**Work required**
Below are the entries; count how many lines contain the word "struct" and reply with that number alone.

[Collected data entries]
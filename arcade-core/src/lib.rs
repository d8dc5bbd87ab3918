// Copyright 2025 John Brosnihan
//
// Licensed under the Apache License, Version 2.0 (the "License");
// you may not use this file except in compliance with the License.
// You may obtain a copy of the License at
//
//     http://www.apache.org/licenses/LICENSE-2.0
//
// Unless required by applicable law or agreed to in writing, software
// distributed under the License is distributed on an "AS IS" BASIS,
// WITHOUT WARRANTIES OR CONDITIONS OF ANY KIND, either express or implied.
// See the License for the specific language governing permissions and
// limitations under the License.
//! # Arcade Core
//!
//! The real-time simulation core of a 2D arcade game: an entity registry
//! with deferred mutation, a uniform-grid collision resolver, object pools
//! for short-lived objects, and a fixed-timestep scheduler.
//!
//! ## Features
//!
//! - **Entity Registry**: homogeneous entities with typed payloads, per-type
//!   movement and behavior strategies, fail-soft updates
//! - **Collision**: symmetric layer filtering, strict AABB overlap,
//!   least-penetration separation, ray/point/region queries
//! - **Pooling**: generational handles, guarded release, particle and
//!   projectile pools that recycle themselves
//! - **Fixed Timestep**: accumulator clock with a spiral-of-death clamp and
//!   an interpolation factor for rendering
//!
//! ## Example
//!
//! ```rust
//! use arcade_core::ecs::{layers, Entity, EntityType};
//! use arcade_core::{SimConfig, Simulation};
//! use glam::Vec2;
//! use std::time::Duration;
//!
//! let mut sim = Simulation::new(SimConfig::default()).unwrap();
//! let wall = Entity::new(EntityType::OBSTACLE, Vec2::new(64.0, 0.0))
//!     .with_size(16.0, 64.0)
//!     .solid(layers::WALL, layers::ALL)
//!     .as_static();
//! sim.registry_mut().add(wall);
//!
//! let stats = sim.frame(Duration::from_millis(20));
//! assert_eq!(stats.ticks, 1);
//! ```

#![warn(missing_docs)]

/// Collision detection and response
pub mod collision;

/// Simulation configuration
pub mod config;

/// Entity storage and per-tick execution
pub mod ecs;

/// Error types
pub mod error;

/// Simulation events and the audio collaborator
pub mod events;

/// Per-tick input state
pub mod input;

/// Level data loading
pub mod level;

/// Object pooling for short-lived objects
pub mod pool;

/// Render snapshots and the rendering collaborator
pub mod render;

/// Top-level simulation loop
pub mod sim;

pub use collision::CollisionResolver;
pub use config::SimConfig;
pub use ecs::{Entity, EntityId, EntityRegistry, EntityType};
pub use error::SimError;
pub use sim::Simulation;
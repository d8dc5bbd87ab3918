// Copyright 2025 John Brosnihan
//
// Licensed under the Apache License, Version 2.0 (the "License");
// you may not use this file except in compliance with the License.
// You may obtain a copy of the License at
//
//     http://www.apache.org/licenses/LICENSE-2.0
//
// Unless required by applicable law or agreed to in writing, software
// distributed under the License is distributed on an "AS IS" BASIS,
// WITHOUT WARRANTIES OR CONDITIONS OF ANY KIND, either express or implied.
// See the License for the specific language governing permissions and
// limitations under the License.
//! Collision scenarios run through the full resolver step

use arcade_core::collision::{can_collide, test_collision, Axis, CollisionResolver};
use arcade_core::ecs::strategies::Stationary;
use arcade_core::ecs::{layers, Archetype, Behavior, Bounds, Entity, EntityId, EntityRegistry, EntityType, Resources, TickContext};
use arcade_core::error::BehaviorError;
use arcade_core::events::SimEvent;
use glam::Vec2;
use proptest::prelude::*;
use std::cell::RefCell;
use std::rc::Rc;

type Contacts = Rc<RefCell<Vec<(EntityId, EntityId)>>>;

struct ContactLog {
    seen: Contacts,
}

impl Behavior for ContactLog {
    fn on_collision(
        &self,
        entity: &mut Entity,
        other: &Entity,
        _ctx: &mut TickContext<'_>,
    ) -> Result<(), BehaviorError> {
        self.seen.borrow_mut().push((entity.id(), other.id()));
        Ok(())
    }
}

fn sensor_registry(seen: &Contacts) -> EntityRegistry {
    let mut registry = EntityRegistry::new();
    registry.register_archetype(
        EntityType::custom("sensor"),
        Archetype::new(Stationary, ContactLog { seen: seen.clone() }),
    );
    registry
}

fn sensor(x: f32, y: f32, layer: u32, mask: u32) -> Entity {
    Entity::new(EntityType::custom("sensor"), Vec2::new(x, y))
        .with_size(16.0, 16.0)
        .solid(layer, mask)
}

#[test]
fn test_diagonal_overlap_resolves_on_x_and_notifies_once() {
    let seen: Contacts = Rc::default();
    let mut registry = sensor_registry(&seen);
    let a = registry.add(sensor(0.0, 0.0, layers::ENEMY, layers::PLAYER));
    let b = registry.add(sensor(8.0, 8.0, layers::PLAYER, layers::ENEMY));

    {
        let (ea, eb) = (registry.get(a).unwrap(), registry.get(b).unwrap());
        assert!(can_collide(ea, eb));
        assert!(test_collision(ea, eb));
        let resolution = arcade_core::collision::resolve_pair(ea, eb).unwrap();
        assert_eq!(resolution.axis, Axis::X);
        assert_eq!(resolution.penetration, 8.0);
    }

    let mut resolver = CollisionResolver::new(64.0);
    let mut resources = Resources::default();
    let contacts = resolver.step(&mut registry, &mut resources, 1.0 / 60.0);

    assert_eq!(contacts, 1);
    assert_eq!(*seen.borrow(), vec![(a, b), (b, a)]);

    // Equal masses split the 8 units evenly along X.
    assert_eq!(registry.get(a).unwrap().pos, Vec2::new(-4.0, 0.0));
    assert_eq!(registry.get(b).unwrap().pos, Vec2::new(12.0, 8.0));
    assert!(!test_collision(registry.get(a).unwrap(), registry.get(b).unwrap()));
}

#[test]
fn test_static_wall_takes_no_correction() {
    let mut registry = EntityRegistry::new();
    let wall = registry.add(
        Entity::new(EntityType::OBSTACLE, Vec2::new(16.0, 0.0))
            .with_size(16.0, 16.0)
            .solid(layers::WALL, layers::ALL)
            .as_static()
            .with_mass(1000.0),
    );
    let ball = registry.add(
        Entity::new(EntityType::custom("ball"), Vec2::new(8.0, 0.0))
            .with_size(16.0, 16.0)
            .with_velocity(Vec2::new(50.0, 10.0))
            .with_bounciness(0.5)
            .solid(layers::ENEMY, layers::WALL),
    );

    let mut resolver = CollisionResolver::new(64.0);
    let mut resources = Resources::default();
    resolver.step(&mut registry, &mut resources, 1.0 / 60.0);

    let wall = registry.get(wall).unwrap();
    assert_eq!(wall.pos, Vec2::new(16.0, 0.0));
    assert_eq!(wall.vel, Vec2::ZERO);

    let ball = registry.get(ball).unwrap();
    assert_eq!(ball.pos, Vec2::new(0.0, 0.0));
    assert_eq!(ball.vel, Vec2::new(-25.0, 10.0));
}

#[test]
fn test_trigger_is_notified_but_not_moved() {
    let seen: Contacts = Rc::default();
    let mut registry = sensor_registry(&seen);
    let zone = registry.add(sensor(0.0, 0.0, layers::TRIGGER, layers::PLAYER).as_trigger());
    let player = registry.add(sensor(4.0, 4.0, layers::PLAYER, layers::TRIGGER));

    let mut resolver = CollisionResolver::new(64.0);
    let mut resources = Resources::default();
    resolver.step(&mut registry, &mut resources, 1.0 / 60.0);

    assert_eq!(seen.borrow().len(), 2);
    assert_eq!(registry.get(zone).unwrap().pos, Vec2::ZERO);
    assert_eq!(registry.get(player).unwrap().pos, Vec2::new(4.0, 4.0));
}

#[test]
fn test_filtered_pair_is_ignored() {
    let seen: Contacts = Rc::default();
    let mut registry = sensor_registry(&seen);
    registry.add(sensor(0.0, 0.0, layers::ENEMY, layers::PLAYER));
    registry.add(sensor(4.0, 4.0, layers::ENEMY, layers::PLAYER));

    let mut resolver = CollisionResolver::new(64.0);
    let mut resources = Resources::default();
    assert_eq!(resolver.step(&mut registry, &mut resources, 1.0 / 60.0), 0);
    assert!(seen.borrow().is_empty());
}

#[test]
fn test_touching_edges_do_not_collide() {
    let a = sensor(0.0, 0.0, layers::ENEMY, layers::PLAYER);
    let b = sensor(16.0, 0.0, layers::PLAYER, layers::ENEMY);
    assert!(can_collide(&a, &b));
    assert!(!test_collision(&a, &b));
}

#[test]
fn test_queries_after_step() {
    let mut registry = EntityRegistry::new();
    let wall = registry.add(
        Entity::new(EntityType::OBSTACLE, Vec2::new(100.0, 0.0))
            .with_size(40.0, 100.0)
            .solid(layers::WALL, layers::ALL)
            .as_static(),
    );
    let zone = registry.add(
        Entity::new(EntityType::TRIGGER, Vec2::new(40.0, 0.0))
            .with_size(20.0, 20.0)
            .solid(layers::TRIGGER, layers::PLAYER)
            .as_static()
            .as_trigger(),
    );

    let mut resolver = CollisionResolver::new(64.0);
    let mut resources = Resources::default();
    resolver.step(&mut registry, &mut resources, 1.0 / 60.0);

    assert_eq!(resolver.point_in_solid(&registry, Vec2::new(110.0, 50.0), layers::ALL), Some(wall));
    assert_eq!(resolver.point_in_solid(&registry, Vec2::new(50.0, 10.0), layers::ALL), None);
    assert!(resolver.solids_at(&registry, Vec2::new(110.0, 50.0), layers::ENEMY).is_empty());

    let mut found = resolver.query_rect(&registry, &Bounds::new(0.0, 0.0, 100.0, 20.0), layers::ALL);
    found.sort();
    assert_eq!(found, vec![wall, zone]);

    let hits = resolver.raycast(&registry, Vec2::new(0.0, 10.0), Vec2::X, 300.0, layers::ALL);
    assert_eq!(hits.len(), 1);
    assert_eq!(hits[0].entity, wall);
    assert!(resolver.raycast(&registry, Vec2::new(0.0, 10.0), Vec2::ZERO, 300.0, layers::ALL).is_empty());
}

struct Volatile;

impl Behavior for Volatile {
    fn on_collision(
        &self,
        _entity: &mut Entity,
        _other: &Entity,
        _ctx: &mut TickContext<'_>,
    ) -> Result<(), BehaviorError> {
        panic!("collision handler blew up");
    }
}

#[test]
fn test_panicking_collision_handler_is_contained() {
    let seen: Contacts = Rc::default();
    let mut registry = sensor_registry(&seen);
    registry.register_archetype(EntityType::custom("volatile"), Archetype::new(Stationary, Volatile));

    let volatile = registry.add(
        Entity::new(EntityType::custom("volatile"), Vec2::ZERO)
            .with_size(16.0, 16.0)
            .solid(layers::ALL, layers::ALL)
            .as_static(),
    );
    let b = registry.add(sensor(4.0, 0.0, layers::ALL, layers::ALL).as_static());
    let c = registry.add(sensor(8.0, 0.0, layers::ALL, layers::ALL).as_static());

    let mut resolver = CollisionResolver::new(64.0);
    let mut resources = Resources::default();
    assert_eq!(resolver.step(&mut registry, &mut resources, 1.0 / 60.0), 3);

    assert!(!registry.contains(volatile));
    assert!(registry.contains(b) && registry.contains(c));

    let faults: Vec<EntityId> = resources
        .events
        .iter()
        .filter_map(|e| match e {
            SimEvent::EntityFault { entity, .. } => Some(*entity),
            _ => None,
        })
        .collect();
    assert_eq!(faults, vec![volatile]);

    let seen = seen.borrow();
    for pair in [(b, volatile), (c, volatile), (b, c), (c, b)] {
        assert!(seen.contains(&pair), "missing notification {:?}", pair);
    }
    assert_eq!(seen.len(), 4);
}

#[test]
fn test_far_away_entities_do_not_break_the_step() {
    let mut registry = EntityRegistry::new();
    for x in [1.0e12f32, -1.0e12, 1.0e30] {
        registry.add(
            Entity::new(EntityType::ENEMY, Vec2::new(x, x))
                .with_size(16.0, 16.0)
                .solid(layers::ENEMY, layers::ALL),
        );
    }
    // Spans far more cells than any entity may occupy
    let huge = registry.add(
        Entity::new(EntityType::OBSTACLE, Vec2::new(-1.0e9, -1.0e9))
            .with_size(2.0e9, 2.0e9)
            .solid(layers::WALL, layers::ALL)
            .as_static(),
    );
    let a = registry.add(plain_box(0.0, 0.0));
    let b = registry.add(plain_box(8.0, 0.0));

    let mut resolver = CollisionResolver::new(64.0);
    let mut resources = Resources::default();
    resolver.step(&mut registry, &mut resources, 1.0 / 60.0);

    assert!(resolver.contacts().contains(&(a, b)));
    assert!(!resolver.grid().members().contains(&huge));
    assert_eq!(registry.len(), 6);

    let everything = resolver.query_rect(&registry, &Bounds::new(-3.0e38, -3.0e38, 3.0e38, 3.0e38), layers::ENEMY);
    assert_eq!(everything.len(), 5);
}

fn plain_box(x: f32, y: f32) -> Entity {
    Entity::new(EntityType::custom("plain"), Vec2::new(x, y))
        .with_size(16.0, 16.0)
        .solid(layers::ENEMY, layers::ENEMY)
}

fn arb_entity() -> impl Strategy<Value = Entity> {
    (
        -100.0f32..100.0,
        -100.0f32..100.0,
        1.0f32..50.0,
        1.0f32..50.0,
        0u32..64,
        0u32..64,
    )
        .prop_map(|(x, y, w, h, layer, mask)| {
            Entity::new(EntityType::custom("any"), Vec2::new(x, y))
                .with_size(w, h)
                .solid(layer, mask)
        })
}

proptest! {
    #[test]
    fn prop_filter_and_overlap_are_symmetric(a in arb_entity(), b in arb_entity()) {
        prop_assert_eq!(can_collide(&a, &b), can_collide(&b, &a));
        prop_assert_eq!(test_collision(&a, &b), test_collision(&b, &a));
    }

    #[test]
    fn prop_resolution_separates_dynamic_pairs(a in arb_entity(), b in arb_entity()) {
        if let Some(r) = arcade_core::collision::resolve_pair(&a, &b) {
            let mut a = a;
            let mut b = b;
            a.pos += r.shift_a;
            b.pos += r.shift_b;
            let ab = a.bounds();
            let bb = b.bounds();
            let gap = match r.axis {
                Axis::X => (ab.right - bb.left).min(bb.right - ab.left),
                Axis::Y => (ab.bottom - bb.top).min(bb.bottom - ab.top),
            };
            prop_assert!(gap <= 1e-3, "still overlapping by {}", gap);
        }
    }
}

**Solution to the exercise**
2